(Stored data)
Segment Open
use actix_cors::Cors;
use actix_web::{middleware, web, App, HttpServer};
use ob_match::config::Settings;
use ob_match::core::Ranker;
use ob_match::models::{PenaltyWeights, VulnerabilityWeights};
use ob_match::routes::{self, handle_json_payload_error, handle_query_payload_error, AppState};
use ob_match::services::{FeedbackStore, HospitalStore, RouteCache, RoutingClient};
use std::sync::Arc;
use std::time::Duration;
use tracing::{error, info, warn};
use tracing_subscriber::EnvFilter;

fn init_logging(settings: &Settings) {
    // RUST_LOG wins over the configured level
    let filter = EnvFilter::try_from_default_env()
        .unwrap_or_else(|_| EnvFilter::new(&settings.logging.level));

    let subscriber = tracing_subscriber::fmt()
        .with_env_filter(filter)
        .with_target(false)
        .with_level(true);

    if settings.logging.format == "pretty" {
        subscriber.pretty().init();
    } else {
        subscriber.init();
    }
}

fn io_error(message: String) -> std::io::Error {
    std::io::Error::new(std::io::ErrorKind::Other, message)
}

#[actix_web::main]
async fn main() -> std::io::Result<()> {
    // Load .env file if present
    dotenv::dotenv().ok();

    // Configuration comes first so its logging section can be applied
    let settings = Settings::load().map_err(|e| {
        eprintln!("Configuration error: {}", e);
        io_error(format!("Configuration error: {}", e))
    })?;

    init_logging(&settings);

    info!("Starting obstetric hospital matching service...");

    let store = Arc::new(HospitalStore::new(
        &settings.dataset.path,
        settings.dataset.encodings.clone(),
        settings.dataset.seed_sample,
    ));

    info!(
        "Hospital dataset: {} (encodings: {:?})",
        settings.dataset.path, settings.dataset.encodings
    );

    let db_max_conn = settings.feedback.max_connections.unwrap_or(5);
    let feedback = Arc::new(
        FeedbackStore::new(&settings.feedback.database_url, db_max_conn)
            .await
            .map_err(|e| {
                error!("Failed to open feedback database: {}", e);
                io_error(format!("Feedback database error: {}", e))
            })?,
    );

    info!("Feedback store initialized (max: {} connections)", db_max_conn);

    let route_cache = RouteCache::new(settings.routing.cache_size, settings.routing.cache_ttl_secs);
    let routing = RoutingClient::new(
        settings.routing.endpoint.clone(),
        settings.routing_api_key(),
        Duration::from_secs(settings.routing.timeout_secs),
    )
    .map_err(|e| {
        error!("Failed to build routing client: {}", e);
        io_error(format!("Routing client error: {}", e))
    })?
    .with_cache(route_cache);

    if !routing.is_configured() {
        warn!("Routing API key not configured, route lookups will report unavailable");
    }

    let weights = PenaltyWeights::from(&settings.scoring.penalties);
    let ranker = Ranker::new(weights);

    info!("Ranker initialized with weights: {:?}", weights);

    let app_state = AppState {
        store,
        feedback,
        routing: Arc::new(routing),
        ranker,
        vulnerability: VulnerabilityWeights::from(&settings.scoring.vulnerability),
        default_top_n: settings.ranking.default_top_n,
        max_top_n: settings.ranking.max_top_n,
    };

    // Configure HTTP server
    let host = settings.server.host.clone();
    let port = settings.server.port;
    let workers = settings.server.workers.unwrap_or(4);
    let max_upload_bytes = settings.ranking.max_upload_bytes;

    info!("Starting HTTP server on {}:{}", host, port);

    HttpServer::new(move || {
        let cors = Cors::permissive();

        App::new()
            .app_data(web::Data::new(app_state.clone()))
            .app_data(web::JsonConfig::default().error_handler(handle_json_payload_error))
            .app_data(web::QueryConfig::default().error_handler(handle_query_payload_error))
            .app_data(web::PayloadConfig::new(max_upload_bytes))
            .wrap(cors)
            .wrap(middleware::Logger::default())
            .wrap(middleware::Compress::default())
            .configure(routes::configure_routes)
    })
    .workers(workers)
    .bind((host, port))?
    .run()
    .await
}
Segment Closed
Segment Open
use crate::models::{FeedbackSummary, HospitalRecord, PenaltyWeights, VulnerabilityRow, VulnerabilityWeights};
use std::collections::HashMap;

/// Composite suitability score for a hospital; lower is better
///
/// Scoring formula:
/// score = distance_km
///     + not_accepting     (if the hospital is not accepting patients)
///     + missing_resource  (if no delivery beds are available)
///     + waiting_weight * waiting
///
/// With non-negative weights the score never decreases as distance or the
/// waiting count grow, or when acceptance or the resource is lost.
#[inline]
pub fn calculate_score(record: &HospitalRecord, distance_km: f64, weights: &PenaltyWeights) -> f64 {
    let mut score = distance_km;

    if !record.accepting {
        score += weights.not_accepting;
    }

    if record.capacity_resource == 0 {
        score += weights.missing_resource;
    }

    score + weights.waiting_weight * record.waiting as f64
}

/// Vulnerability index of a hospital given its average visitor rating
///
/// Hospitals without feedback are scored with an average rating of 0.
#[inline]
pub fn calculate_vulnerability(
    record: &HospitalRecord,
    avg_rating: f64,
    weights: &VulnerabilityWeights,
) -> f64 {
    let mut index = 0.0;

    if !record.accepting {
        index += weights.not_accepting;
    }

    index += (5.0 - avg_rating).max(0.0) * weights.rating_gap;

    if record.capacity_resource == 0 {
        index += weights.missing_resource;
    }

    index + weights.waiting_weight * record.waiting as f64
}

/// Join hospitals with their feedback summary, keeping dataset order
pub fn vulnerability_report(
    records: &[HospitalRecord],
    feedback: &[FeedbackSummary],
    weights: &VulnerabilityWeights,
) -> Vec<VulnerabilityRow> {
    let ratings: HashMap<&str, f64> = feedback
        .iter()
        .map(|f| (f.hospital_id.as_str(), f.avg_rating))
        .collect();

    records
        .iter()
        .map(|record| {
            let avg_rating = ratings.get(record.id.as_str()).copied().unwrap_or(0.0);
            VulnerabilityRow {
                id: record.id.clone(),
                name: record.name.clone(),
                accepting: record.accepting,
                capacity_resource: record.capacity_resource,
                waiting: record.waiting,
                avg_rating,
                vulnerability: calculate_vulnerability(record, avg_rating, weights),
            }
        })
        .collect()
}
Segment Closed
Segment Open
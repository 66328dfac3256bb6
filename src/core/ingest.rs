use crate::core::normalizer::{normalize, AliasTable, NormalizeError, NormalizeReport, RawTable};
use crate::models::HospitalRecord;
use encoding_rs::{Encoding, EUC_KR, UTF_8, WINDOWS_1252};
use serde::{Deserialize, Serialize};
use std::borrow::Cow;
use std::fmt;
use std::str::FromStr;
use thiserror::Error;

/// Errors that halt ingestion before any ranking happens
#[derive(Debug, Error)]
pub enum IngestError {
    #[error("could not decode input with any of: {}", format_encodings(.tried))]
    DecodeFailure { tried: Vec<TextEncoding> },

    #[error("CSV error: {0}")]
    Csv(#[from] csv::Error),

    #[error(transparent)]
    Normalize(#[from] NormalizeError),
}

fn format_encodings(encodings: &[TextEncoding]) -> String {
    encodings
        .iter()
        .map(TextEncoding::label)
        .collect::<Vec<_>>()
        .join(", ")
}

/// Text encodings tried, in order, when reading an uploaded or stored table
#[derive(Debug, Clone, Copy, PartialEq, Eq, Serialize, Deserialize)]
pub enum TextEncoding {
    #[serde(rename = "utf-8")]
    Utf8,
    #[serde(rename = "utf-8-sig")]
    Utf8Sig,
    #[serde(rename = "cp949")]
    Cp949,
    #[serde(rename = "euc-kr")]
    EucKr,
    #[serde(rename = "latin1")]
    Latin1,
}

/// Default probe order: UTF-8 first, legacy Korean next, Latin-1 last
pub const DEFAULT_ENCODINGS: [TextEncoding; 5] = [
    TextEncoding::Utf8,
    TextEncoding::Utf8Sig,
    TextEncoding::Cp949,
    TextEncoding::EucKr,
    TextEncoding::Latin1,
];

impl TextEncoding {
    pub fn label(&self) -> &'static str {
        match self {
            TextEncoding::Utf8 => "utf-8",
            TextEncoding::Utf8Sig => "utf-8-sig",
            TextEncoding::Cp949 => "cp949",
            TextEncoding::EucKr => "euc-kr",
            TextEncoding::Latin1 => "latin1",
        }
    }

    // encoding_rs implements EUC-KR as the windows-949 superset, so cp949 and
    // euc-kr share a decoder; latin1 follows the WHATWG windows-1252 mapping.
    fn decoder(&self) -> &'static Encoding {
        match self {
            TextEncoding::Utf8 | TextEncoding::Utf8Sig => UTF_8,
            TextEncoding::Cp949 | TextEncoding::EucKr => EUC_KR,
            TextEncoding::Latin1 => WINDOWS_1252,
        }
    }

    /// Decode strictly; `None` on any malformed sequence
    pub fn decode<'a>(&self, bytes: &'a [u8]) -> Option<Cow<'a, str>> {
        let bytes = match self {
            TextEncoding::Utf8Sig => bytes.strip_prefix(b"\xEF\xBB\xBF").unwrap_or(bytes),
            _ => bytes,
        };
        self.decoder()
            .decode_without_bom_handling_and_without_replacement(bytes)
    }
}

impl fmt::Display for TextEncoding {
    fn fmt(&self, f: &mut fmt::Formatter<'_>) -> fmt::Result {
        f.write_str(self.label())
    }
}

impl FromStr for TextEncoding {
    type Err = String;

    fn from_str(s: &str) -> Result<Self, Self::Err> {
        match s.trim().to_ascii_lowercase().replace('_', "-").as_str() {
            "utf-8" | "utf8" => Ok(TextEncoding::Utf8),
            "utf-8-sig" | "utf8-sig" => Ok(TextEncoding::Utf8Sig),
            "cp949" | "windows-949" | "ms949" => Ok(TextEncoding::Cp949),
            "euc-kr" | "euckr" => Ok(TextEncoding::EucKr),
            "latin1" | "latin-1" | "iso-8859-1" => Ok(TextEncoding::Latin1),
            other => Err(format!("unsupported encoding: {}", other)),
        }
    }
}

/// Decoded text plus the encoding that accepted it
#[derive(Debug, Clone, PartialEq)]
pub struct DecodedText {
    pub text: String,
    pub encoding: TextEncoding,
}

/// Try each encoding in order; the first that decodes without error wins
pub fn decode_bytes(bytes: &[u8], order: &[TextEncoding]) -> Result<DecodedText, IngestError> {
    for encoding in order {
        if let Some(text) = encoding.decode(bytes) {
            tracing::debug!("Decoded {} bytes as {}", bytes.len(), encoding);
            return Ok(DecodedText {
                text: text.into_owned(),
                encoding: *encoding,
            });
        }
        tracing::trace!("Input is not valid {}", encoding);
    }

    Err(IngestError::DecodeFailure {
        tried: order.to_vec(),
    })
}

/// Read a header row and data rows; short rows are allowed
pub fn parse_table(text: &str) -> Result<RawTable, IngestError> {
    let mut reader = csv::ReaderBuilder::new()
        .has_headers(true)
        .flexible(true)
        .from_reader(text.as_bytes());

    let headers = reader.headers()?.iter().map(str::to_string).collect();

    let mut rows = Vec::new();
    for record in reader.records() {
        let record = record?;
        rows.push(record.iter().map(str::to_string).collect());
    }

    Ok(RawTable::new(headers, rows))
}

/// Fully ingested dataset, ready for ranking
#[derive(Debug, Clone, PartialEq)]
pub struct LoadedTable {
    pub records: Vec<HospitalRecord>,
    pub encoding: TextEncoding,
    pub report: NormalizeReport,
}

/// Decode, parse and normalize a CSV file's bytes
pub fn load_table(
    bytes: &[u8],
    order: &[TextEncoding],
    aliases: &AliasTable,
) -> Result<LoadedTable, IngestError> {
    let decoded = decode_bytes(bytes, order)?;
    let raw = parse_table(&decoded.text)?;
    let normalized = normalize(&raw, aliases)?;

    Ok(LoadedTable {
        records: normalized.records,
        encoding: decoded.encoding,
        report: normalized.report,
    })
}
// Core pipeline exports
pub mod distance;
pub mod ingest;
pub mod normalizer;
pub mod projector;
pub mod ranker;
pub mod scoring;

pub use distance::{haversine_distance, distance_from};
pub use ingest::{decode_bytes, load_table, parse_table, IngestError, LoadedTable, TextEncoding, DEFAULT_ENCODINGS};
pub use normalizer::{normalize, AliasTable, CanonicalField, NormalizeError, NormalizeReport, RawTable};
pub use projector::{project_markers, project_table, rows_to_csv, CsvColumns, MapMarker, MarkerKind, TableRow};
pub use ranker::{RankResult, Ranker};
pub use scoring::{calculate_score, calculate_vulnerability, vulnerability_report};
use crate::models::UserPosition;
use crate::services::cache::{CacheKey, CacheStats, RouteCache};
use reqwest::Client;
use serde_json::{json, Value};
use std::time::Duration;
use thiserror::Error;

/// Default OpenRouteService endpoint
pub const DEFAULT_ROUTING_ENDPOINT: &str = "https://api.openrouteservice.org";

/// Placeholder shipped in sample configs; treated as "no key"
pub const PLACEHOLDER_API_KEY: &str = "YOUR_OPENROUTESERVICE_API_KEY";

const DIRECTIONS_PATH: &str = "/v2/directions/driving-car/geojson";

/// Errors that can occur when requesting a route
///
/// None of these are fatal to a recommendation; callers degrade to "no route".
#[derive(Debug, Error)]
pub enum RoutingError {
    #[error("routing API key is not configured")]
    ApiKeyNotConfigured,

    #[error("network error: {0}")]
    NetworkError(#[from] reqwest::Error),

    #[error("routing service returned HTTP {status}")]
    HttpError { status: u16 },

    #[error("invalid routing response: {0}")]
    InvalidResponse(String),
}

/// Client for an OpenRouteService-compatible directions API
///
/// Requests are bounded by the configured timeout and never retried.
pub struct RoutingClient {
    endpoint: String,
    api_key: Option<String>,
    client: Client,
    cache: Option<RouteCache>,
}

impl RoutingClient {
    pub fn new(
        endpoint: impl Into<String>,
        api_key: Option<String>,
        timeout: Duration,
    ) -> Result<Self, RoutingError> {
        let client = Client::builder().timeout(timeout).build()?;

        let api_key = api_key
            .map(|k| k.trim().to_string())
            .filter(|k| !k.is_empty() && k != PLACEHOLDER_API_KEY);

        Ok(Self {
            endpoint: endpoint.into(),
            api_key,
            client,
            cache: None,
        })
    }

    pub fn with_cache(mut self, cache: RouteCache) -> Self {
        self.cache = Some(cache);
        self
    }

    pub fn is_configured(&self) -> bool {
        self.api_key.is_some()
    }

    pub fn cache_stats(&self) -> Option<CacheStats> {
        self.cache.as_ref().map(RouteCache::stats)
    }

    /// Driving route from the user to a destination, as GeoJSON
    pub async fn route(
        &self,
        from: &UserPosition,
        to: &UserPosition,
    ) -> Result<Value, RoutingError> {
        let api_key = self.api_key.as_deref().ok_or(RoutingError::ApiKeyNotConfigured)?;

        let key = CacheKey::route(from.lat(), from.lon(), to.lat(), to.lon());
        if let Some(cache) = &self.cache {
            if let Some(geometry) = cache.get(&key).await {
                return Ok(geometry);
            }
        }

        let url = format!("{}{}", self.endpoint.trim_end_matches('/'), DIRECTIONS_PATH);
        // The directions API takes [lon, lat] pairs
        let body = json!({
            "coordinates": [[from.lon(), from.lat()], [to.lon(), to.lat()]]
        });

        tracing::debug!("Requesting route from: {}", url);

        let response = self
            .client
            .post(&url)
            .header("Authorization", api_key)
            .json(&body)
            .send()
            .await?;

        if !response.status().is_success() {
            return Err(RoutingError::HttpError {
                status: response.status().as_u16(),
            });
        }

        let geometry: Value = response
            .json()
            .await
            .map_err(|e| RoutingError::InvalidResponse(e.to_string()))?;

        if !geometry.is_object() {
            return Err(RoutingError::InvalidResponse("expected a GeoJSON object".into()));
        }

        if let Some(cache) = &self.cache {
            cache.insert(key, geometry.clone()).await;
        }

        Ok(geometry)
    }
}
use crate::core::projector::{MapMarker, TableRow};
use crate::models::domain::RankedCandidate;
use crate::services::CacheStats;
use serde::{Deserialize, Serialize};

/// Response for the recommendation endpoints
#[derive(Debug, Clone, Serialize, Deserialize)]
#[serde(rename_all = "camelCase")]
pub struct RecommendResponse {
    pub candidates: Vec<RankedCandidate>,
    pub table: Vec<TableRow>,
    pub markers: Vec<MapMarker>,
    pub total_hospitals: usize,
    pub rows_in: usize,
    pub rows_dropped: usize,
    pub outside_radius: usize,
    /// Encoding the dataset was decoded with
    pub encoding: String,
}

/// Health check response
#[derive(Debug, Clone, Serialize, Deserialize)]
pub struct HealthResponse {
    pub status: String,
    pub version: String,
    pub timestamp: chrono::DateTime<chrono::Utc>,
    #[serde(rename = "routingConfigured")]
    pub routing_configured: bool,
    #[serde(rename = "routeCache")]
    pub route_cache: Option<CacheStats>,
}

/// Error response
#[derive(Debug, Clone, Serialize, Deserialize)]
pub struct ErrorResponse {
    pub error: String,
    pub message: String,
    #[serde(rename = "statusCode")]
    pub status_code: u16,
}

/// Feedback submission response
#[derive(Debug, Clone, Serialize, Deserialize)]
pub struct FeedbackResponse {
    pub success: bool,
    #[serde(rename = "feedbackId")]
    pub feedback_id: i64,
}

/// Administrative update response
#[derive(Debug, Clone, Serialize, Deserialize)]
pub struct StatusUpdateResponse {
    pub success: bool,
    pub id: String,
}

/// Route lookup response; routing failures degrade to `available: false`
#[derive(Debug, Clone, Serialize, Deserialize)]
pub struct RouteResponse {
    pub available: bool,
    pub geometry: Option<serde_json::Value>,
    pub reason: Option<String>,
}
Segment Closed
Report how many lines in the data include the word "UserPosition", and give nothing but the count.

3